The serendipity was overwhelming to me. Now I was thankful that I stood there like an idiotic fanboy for 20 minutes. It just turns out I was waiting there to talk with the wrong person. Luckily fate stepped in.

[1] I did meet him again the next day and got the chance to tell him my story.

The Seminal Works Of Steve Blank

I went to Bend for a few days last week primarily for one purpose: to hear Steve Blank speak. If you are not familiar, Steve wrote a book called Four Steps to the Epiphany, which had a huge influence over me.

In 2002 the handheld market was shrinking and we were looking for a vertical market. We had a number of calculator products, including a graphing calculator that had gained some traction in math education. In order to gain broad adoption, though, the product needed to be accepted on the AP Calculus exam. No software product had ever been available for it before and the rules for acceptance were specifically designed to eliminate handhelds and other computers.

Over the next few years we did the impossible: got powerOne Graph into trials for the AP exam. Then disaster happened. Right as we gained acceptance Palm fired their education team, focusing on smartphones instead, and we lost the deal.

By this time it is 2005 and we are trying to figure out where to go.
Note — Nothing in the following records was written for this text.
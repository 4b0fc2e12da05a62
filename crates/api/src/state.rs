use std::sync::Arc;

use crate::config::ServerConfig;

/// Shared application state available to all Axum handlers via `State<AppState>`.
///
/// This is cheaply cloneable (inner data is behind `Arc` or is already `Clone`).
#[derive(Clone)]
pub struct AppState {
    /// Database connection pool.
    pub pool: centime_db::DbPool,
    /// Server configuration.
    pub config: Arc<ServerConfig>,
}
The College Board said they were looking at laptops instead so we hunkered down with our now really small team (three of us from 11 or 12 before) and worked on a toolset that would run across the web. There were some interesting ideas in there but we didn’t stop to think about the product or business or how the alternative environment would impact the service. I spoke to a handful of educators, all of whom were encouraging, but that was as far as I took it. We charged ahead with a complete product.

Two years later we were ready for beta, released it to the world, and no one cared. Even the teachers who had been encouraging didn’t use it. I was devastated. All that work ended in failure, all that wasted time and money. We were done.
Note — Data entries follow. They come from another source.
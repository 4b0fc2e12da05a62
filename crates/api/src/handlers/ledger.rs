//! Handlers for ledger operations (credit, debit, hold, release, refund,
//! adjust).
//!
//! The hold handler is also where two guardrails fire: the per-turn cap
//! check before the ledger is consulted, and the insufficient-tokens alert
//! when a hold is refused. Both are caller-side concerns by design; the
//! ledger itself only enforces balances.

use axum::extract::{Path, State};
use axum::response::IntoResponse;
use axum::Json;
use centime_core::guardrail::{exceeds_turn_cap, AlertType};
use centime_core::ledger::LedgerError;
use centime_core::types::UserId;
use centime_db::models::alert::CreateAlert;
use centime_db::models::ledger::{
    AdjustRequest, CreditRequest, DebitRequest, PlaceHoldRequest, RefundRequest,
    ReleaseHoldRequest,
};
use centime_db::repositories::{AlertRepo, LedgerRepo};
use serde::Deserialize;

use crate::error::{AppError, AppResult};
use crate::middleware::identity::{RequireAdmin, RequireService};
use crate::response::DataResponse;
use crate::state::AppState;

// ---------------------------------------------------------------------------
// Request bodies
// ---------------------------------------------------------------------------

/// Body for hold release; the hold ref arrives in the path.
#[derive(Debug, Deserialize)]
pub struct ReleaseBody {
    pub user_id: UserId,
    pub actual_amount_tokens: i64,
    pub source: Option<String>,
    pub amount_fiat_cents: Option<i64>,
}

/// Body for manual adjustments; the acting operator comes from the
/// authenticated identity, not the payload.
#[derive(Debug, Deserialize)]
pub struct AdjustBody {
    pub user_id: UserId,
    pub amount_tokens: i64,
    pub reason: String,
    pub ref_id: Option<String>,
}

// ---------------------------------------------------------------------------
// Credit / debit
// ---------------------------------------------------------------------------

/// POST /ledger/credit
///
/// Payment webhook and plan allocation entry point. Idempotent on
/// `(user_id, ref_id)`; duplicate webhook deliveries are absorbed.
pub async fn credit(
    State(state): State<AppState>,
    RequireService(_caller): RequireService,
    Json(req): Json<CreditRequest>,
) -> AppResult<impl IntoResponse> {
    let receipt = LedgerRepo::credit(&state.pool, &req).await?;
    Ok(Json(DataResponse { data: receipt }))
}

/// POST /ledger/debit
///
/// Direct debit for a known cost.
pub async fn debit(
    State(state): State<AppState>,
    RequireService(_caller): RequireService,
    Json(req): Json<DebitRequest>,
) -> AppResult<impl IntoResponse> {
    let receipt = LedgerRepo::debit(&state.pool, &req).await?;
    Ok(Json(DataResponse { data: receipt }))
}

// ---------------------------------------------------------------------------
// Hold / release
// ---------------------------------------------------------------------------

/// POST /ledger/holds
///
/// Reserve tokens ahead of a generation call. Checks the per-turn cap
/// first; a refused hold raises an `insufficient_tokens` alert.
pub async fn place_hold(
    State(state): State<AppState>,
    RequireService(_caller): RequireService,
    Json(req): Json<PlaceHoldRequest>,
) -> AppResult<impl IntoResponse> {
    if exceeds_turn_cap(req.amount_tokens) {
        raise_alert(
            &state,
            CreateAlert::new(
                AlertType::CapExceeded,
                Some(req.user_id),
                serde_json::json!({
                    "required": req.amount_tokens,
                    "provider": req.provider,
                    "model": req.model,
                }),
            ),
        )
        .await;
        return Err(AppError::TurnCapExceeded {
            required: req.amount_tokens,
        });
    }

    match LedgerRepo::place_hold(&state.pool, &req).await {
        Ok(receipt) => Ok(Json(DataResponse { data: receipt })),
        Err(err @ LedgerError::InsufficientBalance { required, spendable }) => {
            raise_alert(
                &state,
                CreateAlert::new(
                    AlertType::InsufficientTokens,
                    Some(req.user_id),
                    serde_json::json!({
                        "required": required,
                        "spendable": spendable,
                        "provider": req.provider,
                        "model": req.model,
                    }),
                ),
            )
            .await;
            Err(err.into())
        }
        Err(err) => Err(err.into()),
    }
}

/// POST /ledger/holds/{ref_id}/release
///
/// Settle a hold with the actual usage (0 if the call failed before
/// producing output).
pub async fn release_hold(
    State(state): State<AppState>,
    RequireService(_caller): RequireService,
    Path(ref_id): Path<String>,
    Json(body): Json<ReleaseBody>,
) -> AppResult<impl IntoResponse> {
    let req = ReleaseHoldRequest {
        user_id: body.user_id,
        hold_ref_id: ref_id,
        actual_amount_tokens: body.actual_amount_tokens,
        source: body.source,
        amount_fiat_cents: body.amount_fiat_cents,
    };
    let receipt = LedgerRepo::release_hold(&state.pool, &req).await?;
    Ok(Json(DataResponse { data: receipt }))
}

// ---------------------------------------------------------------------------
// Refund / adjust
// ---------------------------------------------------------------------------

/// POST /ledger/refund
///
/// Admin-only; same idempotency rule as credits.
pub async fn refund(
    State(state): State<AppState>,
    RequireAdmin(_caller): RequireAdmin,
    Json(req): Json<RefundRequest>,
) -> AppResult<impl IntoResponse> {
    let receipt = LedgerRepo::refund(&state.pool, &req).await?;
    Ok(Json(DataResponse { data: receipt }))
}

/// POST /ledger/adjust
///
/// Admin-only manual correction; always requires a reason.
pub async fn adjust(
    State(state): State<AppState>,
    RequireAdmin(caller): RequireAdmin,
    Json(body): Json<AdjustBody>,
) -> AppResult<impl IntoResponse> {
    if body.reason.trim().is_empty() {
        return Err(AppError::BadRequest(
            "Adjustments require a human-readable reason".into(),
        ));
    }

    let req = AdjustRequest {
        user_id: body.user_id,
        amount_tokens: body.amount_tokens,
        reason: body.reason,
        actor_id: caller.user_id,
        ref_id: body.ref_id,
    };
    let receipt = LedgerRepo::adjust(&state.pool, &req).await?;
    Ok(Json(DataResponse { data: receipt }))
}

// ---------------------------------------------------------------------------
// Helpers
// ---------------------------------------------------------------------------

/// Raise a guardrail alert without masking the primary failure: emit
/// errors are logged, never propagated.
async fn raise_alert(state: &AppState, alert: CreateAlert) {
    if let Err(e) = AlertRepo::emit(&state.pool, &alert).await {
        tracing::error!(
            alert_type = alert.alert_type.as_str(),
            error = %e,
            "Failed to record guardrail alert"
        );
    }
}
At this point I started consulting at an incubator, helping other start-ups, hoping to get a spark for what I wanted to do next. Shortly after this failure happened I was consulting with one of the companies in the incubator when I told him the story I just told you. He reached into his pile of books and threw Four Steps at me. He said read this and maybe it will help.

I couldn’t put it down. I remember reading and re-reading it, especially the sections on customer discovery and customer validation. Suddenly I understood where I failed.

That set me on a path to figure out what makes start-ups start-ups. I wanted to understand why they were a big mystery, why some succeeded and some failed. I found the Lean Startup movement, read a lot of the stuff happening there, and came to understand it well enough to know what I wanted to keep and what I didn’t.

Steve’s work has been extremely important in the start-up world. If you ever get a chance to hear him speak I hope you will take advantage.

Thoughts On Speaking At CocoaSlopes

I was in Ogden, Utah, last weekend to present at the second CocoaSlopes conference. (Access my slides here.) I had a lot of fun doing it. I haven’t given a speech in a long time and thought I’d share a few random thoughts:

  1. Wow, did putting the presentation together take a ton of work! I had some starter notes and then wrote a full outline then started putting the slides together. It took me four days, which pretty much killed last week. While my ticket and travel was taken care of, the cost of putting the deck together is expensive. I didn’t anticipate that.
  2. I was nervous before I started to speak. I hadn’t given a presentation in a long while. This took me by surprise. I never am nervous before a presentation. I think because I presented in the middle of the day plus not sleeping much the night before all kind of did me in. Plus I didn’t feel like I got enough practice in  because I spent all week just creating the presentation.
  3. Given that, the minute I started to speak the nervousness disappeared and I felt like I was back in familiar territory. I do love public speaking!
  4. With the amount of work it takes to put this together it really makes sense if you can use the presentation more than once. Justin Williams, also speaking there, told me he puts together one presentation a year and then gives it five or six times. That makes a ton of sense.
  5. The people at CocoaSlopes were just awesome. Dave Klein, who runs CocoaConf, Joel Grasmeyer and the others were fantastic and made me feel right at home. Thanks, Joel, for the invite! Dave, if this is what CocoaConf is like except on steroids, I’m going to have to attend.
  6. The participants were really into it. They cared deeply about what was being presented and participated as much as possible.
  7. The CocoaSlopes folks did a great job creating opportunities to talk and get to know people there.
  8. I was so burned out that by 3pm I needed a break. A few of us went out to grab a beer and eat some snacks and decompress.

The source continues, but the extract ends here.